• _INSTRUCTIONS TO FOLLOW_:
All of the records must come back exactly. Please repeat them in full.

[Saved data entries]

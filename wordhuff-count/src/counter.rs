//! Partitioned parallel word counting.
//!
//! The input is split into contiguous partitions (see
//! [`partition_ranges`](crate::partition_ranges)). Each partition is counted
//! by one rayon task into a table it owns, so the hot loop takes no locks.
//! Every task is joined before any result is looked at; the partial tables
//! are then merged by a single thread.

use crate::config::CountConfig;
use crate::partition::partition_ranges;
use log::{debug, trace};
use rayon::prelude::*;
use rayon::{ThreadPool, ThreadPoolBuilder};
use std::any::Any;
use std::ops::Range;
use std::panic::{self, AssertUnwindSafe};
use wordhuff_core::{FrequencyTable, Result, WordHuffError};

/// Counts word occurrences across a fixed set of parallel workers.
#[derive(Debug)]
pub struct FrequencyCounter {
    config: CountConfig,
    pool: ThreadPool,
}

impl FrequencyCounter {
    /// Create a counter with its own worker pool.
    pub fn new(config: CountConfig) -> Result<Self> {
        config.validate()?;
        let pool = ThreadPoolBuilder::new()
            .num_threads(config.threads)
            .thread_name(|i| format!("wordhuff-count-{i}"))
            .build()
            .map_err(|e| WordHuffError::thread_pool(e.to_string()))?;
        Ok(Self { config, pool })
    }

    /// The configuration this counter was built with.
    pub fn config(&self) -> CountConfig {
        self.config
    }

    /// Count every word in `words`.
    ///
    /// The result is the same for every partition count. If any worker
    /// fails, the error of the lowest-numbered failing partition is
    /// returned once all workers have finished.
    pub fn count<S>(&self, words: &[S]) -> Result<FrequencyTable>
    where
        S: AsRef<str> + Sync,
    {
        let total = self
            .pool
            .install(|| count_partitioned(words, self.config.partitions))?;

        debug!(
            "counted {} words ({} distinct) over {} partitions on {} threads",
            words.len(),
            total.len(),
            self.config.partitions,
            self.config.threads
        );
        Ok(total)
    }

    /// Count `words` on the calling thread.
    pub fn count_sequential<S: AsRef<str>>(words: &[S]) -> Result<FrequencyTable> {
        count_slice(words)
    }
}

/// Count `words` over [`CountConfig::DEFAULT`]'s partitions.
///
/// Runs on rayon's global pool rather than a dedicated one, so repeated
/// calls do not build and tear down worker threads. Use a
/// [`FrequencyCounter`] to control the thread count.
pub fn count_words<S>(words: &[S]) -> Result<FrequencyTable>
where
    S: AsRef<str> + Sync,
{
    let partitions = CountConfig::DEFAULT.partitions;
    let total = count_partitioned(words, partitions)?;
    debug!(
        "counted {} words ({} distinct) over {} partitions on the global pool",
        words.len(),
        total.len(),
        partitions
    );
    Ok(total)
}

/// Fan `words` out over `partitions` tasks on the current rayon pool and
/// merge the partial tables once every task has finished.
fn count_partitioned<S>(words: &[S], partitions: usize) -> Result<FrequencyTable>
where
    S: AsRef<str> + Sync,
{
    let ranges = partition_ranges(words.len(), partitions)?;

    let partials: Vec<Result<FrequencyTable>> = ranges
        .into_par_iter()
        .enumerate()
        .map(|(partition, range)| count_partition(words, partition, range))
        .collect();

    let mut total = FrequencyTable::new();
    for partial in partials {
        total.merge(partial?)?;
    }
    Ok(total)
}

/// Body of one worker. A panic is confined to its partition and reported
/// as [`WordHuffError::Worker`].
fn count_partition<S: AsRef<str>>(
    words: &[S],
    partition: usize,
    range: Range<usize>,
) -> Result<FrequencyTable> {
    trace!("partition {partition}: words {}..{}", range.start, range.end);

    let slice = &words[range];
    match panic::catch_unwind(AssertUnwindSafe(|| count_slice(slice))) {
        Ok(result) => result,
        Err(payload) => Err(WordHuffError::worker(partition, panic_message(&*payload))),
    }
}

fn count_slice<S: AsRef<str>>(words: &[S]) -> Result<FrequencyTable> {
    let mut table = FrequencyTable::new();
    for word in words {
        table.increment(word.as_ref())?;
    }
    Ok(table)
}

fn panic_message(payload: &(dyn Any + Send)) -> String {
    if let Some(s) = payload.downcast_ref::<&str>() {
        (*s).to_string()
    } else if let Some(s) = payload.downcast_ref::<String>() {
        s.clone()
    } else {
        "worker panicked".to_string()
    }
}

#[cfg(test)]
mod tests {
    use super::*;

    fn init_logger() {
        let _ = env_logger::builder().is_test(true).try_init();
    }

    const SAMPLE: [&str; 6] = ["a", "b", "a", "c", "b", "a"];

    #[test]
    fn test_count_sample() {
        init_logger();
        let counter = FrequencyCounter::new(CountConfig::DEFAULT).unwrap();
        let table = counter.count(&SAMPLE).unwrap();
        assert_eq!(table.len(), 3);
        assert_eq!(table.get("a"), Some(3));
        assert_eq!(table.get("b"), Some(2));
        assert_eq!(table.get("c"), Some(1));
    }

    #[test]
    fn test_partition_count_does_not_change_result() {
        init_logger();
        let expected = FrequencyCounter::count_sequential(&SAMPLE).unwrap();
        for partitions in [1, 2, 3, 6, 10] {
            let counter = FrequencyCounter::new(CountConfig::new(partitions).with_threads(2)).unwrap();
            assert_eq!(counter.count(&SAMPLE).unwrap(), expected, "partitions = {partitions}");
        }
    }

    #[test]
    fn test_empty_input() {
        let counter = FrequencyCounter::new(CountConfig::new(4)).unwrap();
        let words: [&str; 0] = [];
        assert!(counter.count(&words).unwrap().is_empty());
    }

    #[test]
    fn test_owned_strings() {
        let words: Vec<String> = "x y x".split(' ').map(String::from).collect();
        let table = count_words(&words).unwrap();
        assert_eq!(table.get("x"), Some(2));
        assert_eq!(table.get("y"), Some(1));
    }

    #[test]
    fn test_count_words_matches_dedicated_pool() {
        let words: Vec<String> = (0..1_000).map(|i| format!("w{}", i % 37)).collect();
        let counter = FrequencyCounter::new(CountConfig::DEFAULT).unwrap();
        let expected = counter.count(&words).unwrap();
        for _ in 0..3 {
            assert_eq!(count_words(&words).unwrap(), expected);
        }
    }

    #[test]
    fn test_count_partitioned_on_global_pool() {
        let table = count_partitioned(&SAMPLE, 4).unwrap();
        assert_eq!(table, FrequencyCounter::count_sequential(&SAMPLE).unwrap());
        assert!(matches!(
            count_partitioned(&SAMPLE, 0),
            Err(WordHuffError::InvalidInput { .. })
        ));
    }

    #[test]
    fn test_zero_partitions_rejected() {
        let err = FrequencyCounter::new(CountConfig::new(0)).unwrap_err();
        assert!(matches!(err, WordHuffError::InvalidInput { .. }));
    }

    #[test]
    fn test_panic_message_extraction() {
        let payload: Box<dyn Any + Send> = Box::new("static message");
        assert_eq!(panic_message(&*payload), "static message");
        let payload: Box<dyn Any + Send> = Box::new(String::from("owned message"));
        assert_eq!(panic_message(&*payload), "owned message");
        let payload: Box<dyn Any + Send> = Box::new(42u8);
        assert_eq!(panic_message(&*payload), "worker panicked");
    }
}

• _SOLUTION FOR THIS EXERCISE_:
filename wordhuff-count/src/counter.rs
//! Partitioned parallel word counting.
//!
//! The input is split into contiguous partitions (see
//! [`partition_ranges`](crate::partition_ranges)). Each partition is counted
//! by one rayon task into a table it owns, so the hot loop takes no locks.
//! Every task is joined before any result is looked at; the partial tables
//! are then merged by a single thread.

use crate::config::CountConfig;
use crate::partition::partition_ranges;
use log::{debug, trace};
use rayon::prelude::*;
use rayon::{ThreadPool, ThreadPoolBuilder};
use std::any::Any;
use std::ops::Range;
use std::panic::{self, AssertUnwindSafe};
use wordhuff_core::{FrequencyTable, Result, WordHuffError};

/// Counts word occurrences across a fixed set of parallel workers.
#[derive(Debug)]
pub struct FrequencyCounter {
    config: CountConfig,
    pool: ThreadPool,
}

impl FrequencyCounter {
    /// Create a counter with its own worker pool.
    pub fn new(config: CountConfig) -> Result<Self> {
        config.validate()?;
        let pool = ThreadPoolBuilder::new()
            .num_threads(config.threads)
            .thread_name(|i| format!("wordhuff-count-{i}"))
            .build()
            .map_err(|e| WordHuffError::thread_pool(e.to_string()))?;
        Ok(Self { config, pool })
    }

    /// The configuration this counter was built with.
    pub fn config(&self) -> CountConfig {
        self.config
    }

    /// Count every word in `words`.
    ///
    /// The result is the same for every partition count. If any worker
    /// fails, the error of the lowest-numbered failing partition is
    /// returned once all workers have finished.
    pub fn count<S>(&self, words: &[S]) -> Result<FrequencyTable>
    where
        S: AsRef<str> + Sync,
    {
        let total = self
            .pool
            .install(|| count_partitioned(words, self.config.partitions))?;

        debug!(
            "counted {} words ({} distinct) over {} partitions on {} threads",
            words.len(),
            total.len(),
            self.config.partitions,
            self.config.threads
        );
        Ok(total)
    }

    /// Count `words` on the calling thread.
    pub fn count_sequential<S: AsRef<str>>(words: &[S]) -> Result<FrequencyTable> {
        count_slice(words)
    }
}

/// Count `words` over [`CountConfig::DEFAULT`]'s partitions.
///
/// Runs on rayon's global pool rather than a dedicated one, so repeated
/// calls do not build and tear down worker threads. Use a
/// [`FrequencyCounter`] to control the thread count.
pub fn count_words<S>(words: &[S]) -> Result<FrequencyTable>
where
    S: AsRef<str> + Sync,
{
    let partitions = CountConfig::DEFAULT.partitions;
    let total = count_partitioned(words, partitions)?;
    debug!(
        "counted {} words ({} distinct) over {} partitions on the global pool",
        words.len(),
        total.len(),
        partitions
    );
    Ok(total)
}

/// Fan `words` out over `partitions` tasks on the current rayon pool and
/// merge the partial tables once every task has finished.
fn count_partitioned<S>(words: &[S], partitions: usize) -> Result<FrequencyTable>
where
    S: AsRef<str> + Sync,
{
    let ranges = partition_ranges(words.len(), partitions)?;

    let partials: Vec<Result<FrequencyTable>> = ranges
        .into_par_iter()
        .enumerate()
        .map(|(partition, range)| count_partition(words, partition, range))
        .collect();

    let mut total = FrequencyTable::new();
    for partial in partials {
        total.merge(partial?)?;
    }
    Ok(total)
}

/// Body of one worker. A panic is confined to its partition and reported
/// as [`WordHuffError::Worker`].
fn count_partition<S: AsRef<str>>(
    words: &[S],
    partition: usize,
    range: Range<usize>,
) -> Result<FrequencyTable> {
    trace!("partition {partition}: words {}..{}", range.start, range.end);

    let slice = &words[range];
    match panic::catch_unwind(AssertUnwindSafe(|| count_slice(slice))) {
        Ok(result) => result,
        Err(payload) => Err(WordHuffError::worker(partition, panic_message(&*payload))),
    }
}

fn count_slice<S: AsRef<str>>(words: &[S]) -> Result<FrequencyTable> {
    let mut table = FrequencyTable::new();
    for word in words {
        table.increment(word.as_ref())?;
    }
    Ok(table)
}

fn panic_message(payload: &(dyn Any + Send)) -> String {
    if let Some(s) = payload.downcast_ref::<&str>() {
        (*s).to_string()
    } else if let Some(s) = payload.downcast_ref::<String>() {
        s.clone()
    } else {
        "worker panicked".to_string()
    }
}

#[cfg(test)]
mod tests {
    use super::*;

    fn init_logger() {
        let _ = env_logger::builder().is_test(true).try_init();
    }

    const SAMPLE: [&str; 6] = ["a", "b", "a", "c", "b", "a"];

    #[test]
    fn test_count_sample() {
        init_logger();
        let counter = FrequencyCounter::new(CountConfig::DEFAULT).unwrap();
        let table = counter.count(&SAMPLE).unwrap();
        assert_eq!(table.len(), 3);
        assert_eq!(table.get("a"), Some(3));
        assert_eq!(table.get("b"), Some(2));
        assert_eq!(table.get("c"), Some(1));
    }

    #[test]
    fn test_partition_count_does_not_change_result() {
        init_logger();
        let expected = FrequencyCounter::count_sequential(&SAMPLE).unwrap();
        for partitions in [1, 2, 3, 6, 10] {
            let counter = FrequencyCounter::new(CountConfig::new(partitions).with_threads(2)).unwrap();
            assert_eq!(counter.count(&SAMPLE).unwrap(), expected, "partitions = {partitions}");
        }
    }

    #[test]
    fn test_empty_input() {
        let counter = FrequencyCounter::new(CountConfig::new(4)).unwrap();
        let words: [&str; 0] = [];
        assert!(counter.count(&words).unwrap().is_empty());
    }

    #[test]
    fn test_owned_strings() {
        let words: Vec<String> = "x y x".split(' ').map(String::from).collect();
        let table = count_words(&words).unwrap();
        assert_eq!(table.get("x"), Some(2));
        assert_eq!(table.get("y"), Some(1));
    }

    #[test]
    fn test_count_words_matches_dedicated_pool() {
        let words: Vec<String> = (0..1_000).map(|i| format!("w{}", i % 37)).collect();
        let counter = FrequencyCounter::new(CountConfig::DEFAULT).unwrap();
        let expected = counter.count(&words).unwrap();
        for _ in 0..3 {
            assert_eq!(count_words(&words).unwrap(), expected);
        }
    }

    #[test]
    fn test_count_partitioned_on_global_pool() {
        let table = count_partitioned(&SAMPLE, 4).unwrap();
        assert_eq!(table, FrequencyCounter::count_sequential(&SAMPLE).unwrap());
        assert!(matches!(
            count_partitioned(&SAMPLE, 0),
            Err(WordHuffError::InvalidInput { .. })
        ));
    }

    #[test]
    fn test_zero_partitions_rejected() {
        let err = FrequencyCounter::new(CountConfig::new(0)).unwrap_err();
        assert!(matches!(err, WordHuffError::InvalidInput { .. }));
    }

    #[test]
    fn test_panic_message_extraction() {
        let payload: Box<dyn Any + Send> = Box::new("static message");
        assert_eq!(panic_message(&*payload), "static message");
        let payload: Box<dyn Any + Send> = Box::new(String::from("owned message"));
        assert_eq!(panic_message(&*payload), "owned message");
        let payload: Box<dyn Any + Send> = Box::new(42u8);
        assert_eq!(panic_message(&*payload), "worker panicked");
    }
}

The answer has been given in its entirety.